Bellevue Hospital – Tracking History

Bellevue Hospital - Unknown date

By Thomas A. Bergbauer, Retired Courier-Post Editor

A few times in the past two months I have received several phone calls from readers asking if a hospital ever existed in North Camden next to the Ben Franklin Bridge and if so, what was its name.

The answer of course is, yes! The name of the facility was Bellevue Private Hospital and was located at 500 Linden Street in the shadow of the then Delaware River Bridge. One caller stated that he knew he was born there, but could not recall its name. We also told him to check his birth certificate for the name. He called back and said that, indeed, it was on the certificate.

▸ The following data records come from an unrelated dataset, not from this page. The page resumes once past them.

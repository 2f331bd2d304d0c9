//! CLI 命令模块

pub mod analyze;
pub mod calibrate;
pub mod layout;
pub mod simulate;
pub mod stats;
pub mod stream;

pub use analyze::AnalyzeCommand;
pub use calibrate::CalibrateCommand;
pub use layout::LayoutCommand;
pub use simulate::SimulateCommand;
pub use stats::StatsCommand;
pub use stream::StreamCommand;

use anyhow::{Context, Result};
use clap::Args;
use pendant_sdk::analysis::synthetic::SyntheticDrop;
use pendant_sdk::prelude::*;
use std::path::{Path, PathBuf};
use std::sync::Arc;
use std::sync::atomic::{AtomicBool, Ordering};

/// 分析器参数（多个命令共用）
#[derive(Args, Debug, Clone, Default)]
pub struct AnalyzerArgs {
    /// 实验配置文件，读取其中的 `[analyzer]`
    #[arg(short, long)]
    pub config: Option<PathBuf>,

    /// 像素尺寸（mm/px，覆盖配置）
    #[arg(long)]
    pub scale: Option<f64>,

    /// 液体密度（g/mL，覆盖配置）
    #[arg(long)]
    pub density: Option<f64>,
}

impl AnalyzerArgs {
    /// 配置文件 + 命令行覆盖
    pub fn analyzer_config(&self) -> Result<AnalyzerConfig> {
        let mut config = match &self.config {
            Some(path) => load_experiment(path)?.analyzer,
            None => AnalyzerConfig::default(),
        };
        if let Some(scale) = self.scale {
            config.scale_mm_per_px = scale;
        }
        if let Some(density) = self.density {
            config.density_g_per_ml = density;
        }
        Ok(config)
    }

    pub fn analyzer(&self) -> Result<DropShapeAnalyzer> {
        Ok(DropShapeAnalyzer::new(self.analyzer_config()?)?)
    }
}

pub fn load_experiment(path: &Path) -> Result<ExperimentConfig> {
    ExperimentConfig::load(path).with_context(|| format!("failed to load {}", path.display()))
}

pub fn load_image(path: &Path) -> Result<RgbImage> {
    let image = image::open(path).with_context(|| format!("failed to open {}", path.display()))?;
    Ok(image.to_rgb8())
}

/// 合成悬滴相机参数
#[derive(Args, Debug, Clone)]
pub struct SyntheticArgs {
    /// 液滴水平半径（像素）
    #[arg(long, default_value_t = 80.0)]
    pub radius: f64,

    /// 竖直半径 / 水平半径
    #[arg(long, default_value_t = 1.15)]
    pub elongation: f64,

    /// 帧间隔（毫秒）
    #[arg(long, default_value_t = 50)]
    pub frame_ms: u64,
}

impl Default for SyntheticArgs {
    fn default() -> Self {
        Self {
            radius: 80.0,
            elongation: 1.15,
            frame_ms: 50,
        }
    }
}

impl SyntheticArgs {
    pub fn camera(&self) -> pendant_sdk::hal::mock::MockCamera {
        let drop = SyntheticDrop {
            radius: self.radius,
            elongation: self.elongation,
            ..SyntheticDrop::default()
        };
        pendant_sdk::hal::mock::MockCamera::constant(drop.render())
            .with_frame_interval(std::time::Duration::from_millis(self.frame_ms))
    }
}

/// Ctrl-C 后置为 `false`
pub fn install_ctrlc() -> Result<Arc<AtomicBool>> {
    let running = Arc::new(AtomicBool::new(true));
    let r = running.clone();
    ctrlc::set_handler(move || {
        r.store(false, Ordering::SeqCst);
        println!("\n收到退出信号，正在停止...");
    })?;
    Ok(running)
}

As native of North Camden, I also remember the hospital. I recall my mother taking me there when I was very little to visit a friend of hers. I was told I had to wait in the lobby while she called on her sick friend. At that time children were not allowed to visit patients and it was customary for them to sit patiently in a waiting room or lobby. An interesting point also is that the building in which the hospital was housed was the former home of a Civil War hero and political figure.

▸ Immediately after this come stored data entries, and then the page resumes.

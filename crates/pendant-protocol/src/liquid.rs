//! 溶液身份与浓度

use std::fmt;

/// 浓度（mM）
///
/// - `Unknown`: 无法追踪（例如两种不同溶液混合后）
/// - `Pure`: 纯液体（水等溶剂）
/// - `Quantified`: 已知浓度
#[derive(Debug, Clone, Copy, PartialEq, Default)]
#[cfg_attr(feature = "serde", derive(serde::Serialize, serde::Deserialize))]
#[cfg_attr(feature = "serde", serde(rename_all = "lowercase"))]
pub enum Concentration {
    #[default]
    Unknown,
    Pure,
    Quantified(f64),
}

impl Concentration {
    /// 数值浓度（仅 `Quantified` 有值）
    pub fn value(&self) -> Option<f64> {
        match self {
            Concentration::Quantified(c) => Some(*c),
            _ => None,
        }
    }

    /// 按比例稀释
    ///
    /// `Pure` 和 `Unknown` 保持不变。
    pub fn scaled(self, factor: f64) -> Self {
        match self {
            Concentration::Quantified(c) => Concentration::Quantified(c * factor),
            other => other,
        }
    }
}

impl fmt::Display for Concentration {
    fn fmt(&self, f: &mut fmt::Formatter<'_>) -> fmt::Result {
        match self {
            Concentration::Unknown => write!(f, "unknown"),
            Concentration::Pure => write!(f, "pure"),
            Concentration::Quantified(c) => write!(f, "{c:.4} mM"),
        }
    }
}

/// 判断溶液名是否为水（大小写不敏感）
pub fn is_water(solution: &str) -> bool {
    solution.trim().eq_ignore_ascii_case("water")
}

/// 液体内容：溶液名 + 浓度
///
/// 从源容器吸取时被复制进枪头，随后随分液流入目标容器。
/// `solution == None` 表示空容器（或空枪头）。
#[derive(Debug, Clone, PartialEq, Default)]
#[cfg_attr(feature = "serde", derive(serde::Serialize, serde::Deserialize))]
pub struct Contents {
    pub solution: Option<String>,
    pub concentration: Concentration,
}

impl Contents {
    /// 空内容
    pub fn empty() -> Self {
        Self::default()
    }

    pub fn new(solution: impl Into<String>, concentration: Concentration) -> Self {
        Self {
            solution: Some(solution.into()),
            concentration,
        }
    }

    /// 纯水
    pub fn water() -> Self {
        Self::new("water", Concentration::Pure)
    }

    pub fn is_empty(&self) -> bool {
        self.solution.is_none()
    }

    pub fn is_water(&self) -> bool {
        self.solution.as_deref().is_some_and(is_water)
    }

    /// 溶液名是否相同（水大小写不敏感）
    pub fn same_solution(&self, other: &Contents) -> bool {
        match (self.solution.as_deref(), other.solution.as_deref()) {
            (Some(a), Some(b)) => a == b || (is_water(a) && is_water(b)),
            _ => false,
        }
    }

    /// 显示用溶液名（空容器显示为 `empty`）
    pub fn label(&self) -> &str {
        self.solution.as_deref().unwrap_or("empty")
    }
}

#[cfg(test)]
mod tests {
    use super::*;

    #[test]
    fn test_water_detection_is_case_insensitive() {
        assert!(is_water("Water"));
        assert!(is_water(" WATER "));
        assert!(!is_water("SDS"));
        assert!(Contents::new("WaTeR", Concentration::Pure).is_water());
    }

    #[test]
    fn test_same_solution() {
        let a = Contents::new("SDS", Concentration::Quantified(10.0));
        let b = Contents::new("SDS", Concentration::Quantified(2.0));
        let w = Contents::new("Water", Concentration::Pure);
        assert!(a.same_solution(&b));
        assert!(!a.same_solution(&w));
        assert!(w.same_solution(&Contents::water()));
        assert!(!Contents::empty().same_solution(&Contents::empty()));
    }

    #[test]
    fn test_scaled_keeps_pure_and_unknown() {
        assert_eq!(Concentration::Pure.scaled(0.5), Concentration::Pure);
        assert_eq!(Concentration::Unknown.scaled(0.5), Concentration::Unknown);
        assert_eq!(
            Concentration::Quantified(10.0).scaled(0.5),
            Concentration::Quantified(5.0)
        );
    }

    #[cfg(feature = "serde")]
    #[test]
    fn test_concentration_serde() {
        let pure: Concentration = serde_json::from_str("\"pure\"").unwrap();
        assert_eq!(pure, Concentration::Pure);
        let q: Concentration = serde_json::from_str("{\"quantified\": 3.5}").unwrap();
        assert_eq!(q, Concentration::Quantified(3.5));
    }
}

The hospital got its start on March 1, 1921 when Drs. J. Lynn Mahaffey and E.R. Schall saw the need for the private medical facility in North Camden. However, a newspaper clipping disclosed that the papers of incorporation for the hospital were filed on April 13, 1937. The story stated that the private hospital would open on or about May 15, 1937.

But that same story also pointed out that for several years prior to the incorporation Mahaffey had conducted a private hospital of his own at that Linden Street address. After incorporation the building was renovated to accommodate at least 30 beds and the installation of up-to-date modern equipment.

Mahaffey, who died in 1948, had practiced medicine in Camden for 40 years, since 1904, and was state director of health from 1931 until 1943. His partner, Schall, came to Camden in 1919 and was associated with Camden County Tuberculosis Association clinic and the Camden Home for Children. He died in 1954. Both men are interred in Harleigh Cemetery, Camden. None of the clippings revealed when the hospital closed its doors.

Before it was a hospital it was the home of William Joyce Sewell, who was born on December 6, 1835 in Ireland. According to clips he immigrated to the United States in 1851 and moved to Camden in 1860. Sewell was a Civil War veteran and former state and US senator. When the Civil War started, He raised a company of volunteers, and was commissioned a Captain and commander of Company C, 5th New Jersey Volunteer Infantry. During the war years he rose through the ranks from captain to colonel.

He fought at the Second Battle of Bull Run and led a unit in the May 1863 battle of Chancellorsville where he performed his most distinguished service of the war. Although wounded himself, he held his position, fending off several attacks before his troops, out of ammunition, had to retreat. His bravery in rallying his men would win him the Medal of Honor 33 years later and was the only New Jersey officer to be awarded such an honor while in command of a New Jersey regiment during the Civil War. Sewell recovered sufficiently from his wounds to be in command of the 5th New Jersey during the Gettysburg Campaign.

After the war Sewell returned to Camden, where he lived for the rest of his life. He built the large home at 500 Linden Street, which later housed the private hospital several years after he passed away.

Sewell became a powerful railroad executive and a power broker within New Jersey state politics. He was vice-president of the West Jersey Railroad, and held interest in the Camden and Amboy Railroad Company and the Camden and Atlantic Railroad Companies. He was a director of the Camden & Philadelphia Steamship Ferry Company, the Camden Safe Deposit & Trust Company, and the West Jersey Mutual Insurance Company.

In 1889, a syndicate composed Sewell, Edward Ambler Armstrong, and real estate promoters Edward C. Knight and Edward N. Cohn, purchased the Camden Horse Railroad Company and converted the entire line to electricity.

Sewell developed neighborhoods in Camden, Cape May, and Gloucester counties. The Sewell section of Washington Township is named for him. He also became an important political figure in Camden. He served in the New Jersey State Senate from 1872 to 1880, being its president from 1876 to 1880.

In 1881 Sewell was elected as a Senator from New Jersey in the United States Senate, serving from 1881 to 1887, and he was re-elected to the Senate in 1895. He served as a Brigadier General in the New Jersey National Guard and when the Spanish-American War broke out in 1898, President William McKinley appointed him as Major General of Volunteers, but he declined the commission, which would have forced him, resign his Senate seat.

Sewell died on December 27, 1901 and is buried in the Spring Grove section of Harleigh Cemetery.